**EXERCISE DIRECTIONS**
From the following material, work out how many lines include the string "push"; respond with the number only.

-------- RECORDS FOR THE TASK

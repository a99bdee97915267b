use std::collections::HashMap;
use std::future::Future;
use std::sync::Arc;
use std::time::{Duration, Instant};

use tokio::sync::RwLock;

use snaplink_core::{ProviderId, ResolveError};

/// Ephemeral per-provider context: a client carrying the provider's cookie
/// jar and headers, any hidden tokens scraped at bootstrap, and the raw
/// config blob for providers that publish one. Process-memory only; rebuilt
/// on restart.
#[derive(Debug, Clone)]
pub struct SessionContext {
    client: reqwest::Client,
    tokens: HashMap<String, String>,
    blob: Option<String>,
    created: Instant,
}

impl SessionContext {
    pub fn new(
        client: reqwest::Client,
        tokens: HashMap<String, String>,
        blob: Option<String>,
    ) -> Self {
        Self {
            client,
            tokens,
            blob,
            created: Instant::now(),
        }
    }

    pub fn client(&self) -> &reqwest::Client {
        &self.client
    }

    pub fn token(&self, key: &str) -> Option<&str> {
        self.tokens.get(key).map(String::as_str)
    }

    pub fn tokens(&self) -> &HashMap<String, String> {
        &self.tokens
    }

    pub fn blob(&self) -> Option<&str> {
        self.blob.as_deref()
    }

    pub fn age(&self) -> Duration {
        self.created.elapsed()
    }
}

/// Per-provider session cache with a freshness window.
///
/// Lifecycle: created on first `acquire`, refreshed on TTL expiry or explicit
/// invalidation, discarded on process shutdown. Readers clone the current
/// `Arc` and drop the lock; a refresh replaces the slot wholesale, so racing
/// refreshes settle on last-successful-refresh-wins. No lock is ever held
/// across a network call.
pub struct SessionManager {
    ttl: Duration,
    slots: RwLock<HashMap<ProviderId, Arc<SessionContext>>>,
}

impl SessionManager {
    pub fn new(ttl: Duration) -> Self {
        Self {
            ttl,
            slots: RwLock::new(HashMap::new()),
        }
    }

    /// Return the cached, non-stale context for `id`, or run `bootstrap` and
    /// publish its result.
    pub async fn acquire<F, Fut>(
        &self,
        id: ProviderId,
        bootstrap: F,
    ) -> Result<Arc<SessionContext>, ResolveError>
    where
        F: FnOnce() -> Fut,
        Fut: Future<Output = Result<SessionContext, ResolveError>>,
    {
        if let Some(context) = self.cached(id).await {
            return Ok(context);
        }

        let fresh = Arc::new(bootstrap().await?);
        engine_logging::engine_info!("bootstrapped session for {id}");
        self.slots.write().await.insert(id, Arc::clone(&fresh));
        Ok(fresh)
    }

    async fn cached(&self, id: ProviderId) -> Option<Arc<SessionContext>> {
        let slots = self.slots.read().await;
        slots
            .get(&id)
            .filter(|context| context.age() < self.ttl)
            .cloned()
    }

    /// Drop the cached context so the next `acquire` refreshes. In-flight
    /// resolutions keep the `Arc` they already cloned.
    pub async fn invalidate(&self, id: ProviderId) {
        if self.slots.write().await.remove(&id).is_some() {
            engine_logging::engine_info!("invalidated session for {id}");
        }
    }
}
use serde::{Deserialize, Serialize};

use crate::error::ResolveError;

/// Marker some upstreams put in a quality label to flag their best rendition.
pub const BEST_QUALITY_MARKER: char = '⭐';

/// One downloadable rendition of the resolved media.
#[derive(Debug, Clone, PartialEq, Eq, Serialize, Deserialize)]
pub struct FormatVariant {
    pub quality: String,
    pub container: String,
    pub size_bytes: Option<u64>,
    pub download_url: String,
    pub has_video: bool,
    pub has_audio: bool,
    pub note: String,
}

/// Canonical metadata every provider is normalized into.
#[derive(Debug, Clone, Default, PartialEq, Serialize, Deserialize)]
pub struct MediaData {
    pub title: String,
    pub author: String,
    pub thumbnail: String,
    pub duration_seconds: u64,
    /// Ordered as reported by the upstream; never reordered afterwards.
    pub formats: Vec<FormatVariant>,
    /// Lyric lines, for audio providers that publish them.
    pub lyrics: Vec<String>,
}

#[derive(Debug, Clone, Copy, PartialEq, Eq, Serialize, Deserialize)]
#[serde(rename_all = "lowercase")]
pub enum ResolveStatus {
    Success,
    Error,
}

/// The one result shape handed back to the calling layer. A resolution never
/// surfaces an exception for input or upstream-classified failures; it comes
/// back as `status == Error` with a human-readable message.
#[derive(Debug, Clone, PartialEq, Serialize, Deserialize)]
pub struct MediaResult {
    pub status: ResolveStatus,
    pub message: String,
    #[serde(skip_serializing_if = "Option::is_none")]
    pub data: Option<MediaData>,
}

impl MediaResult {
    /// Success result. `data.formats` must be non-empty; normalizers reject
    /// empty format lists before getting here.
    pub fn success(message: impl Into<String>, data: MediaData) -> Self {
        debug_assert!(!data.formats.is_empty());
        Self {
            status: ResolveStatus::Success,
            message: message.into(),
            data: Some(data),
        }
    }

    pub fn failure(error: &ResolveError) -> Self {
        Self {
            status: ResolveStatus::Error,
            message: error.to_string(),
            data: None,
        }
    }
}

/// Descriptive label for a format: capability names in a fixed order, then a
/// best-quality tag when the upstream label carries the superlative marker.
pub fn format_note(has_video: bool, has_audio: bool, quality: &str) -> String {
    let mut notes = Vec::new();
    if has_video {
        notes.push("Video");
    }
    if has_audio {
        notes.push("Audio");
    }
    if quality.contains(BEST_QUALITY_MARKER) {
        notes.push("Best Quality");
    }
    notes.join(" + ")
}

----------------

**ANSWER TO THIS PROBLEM**
3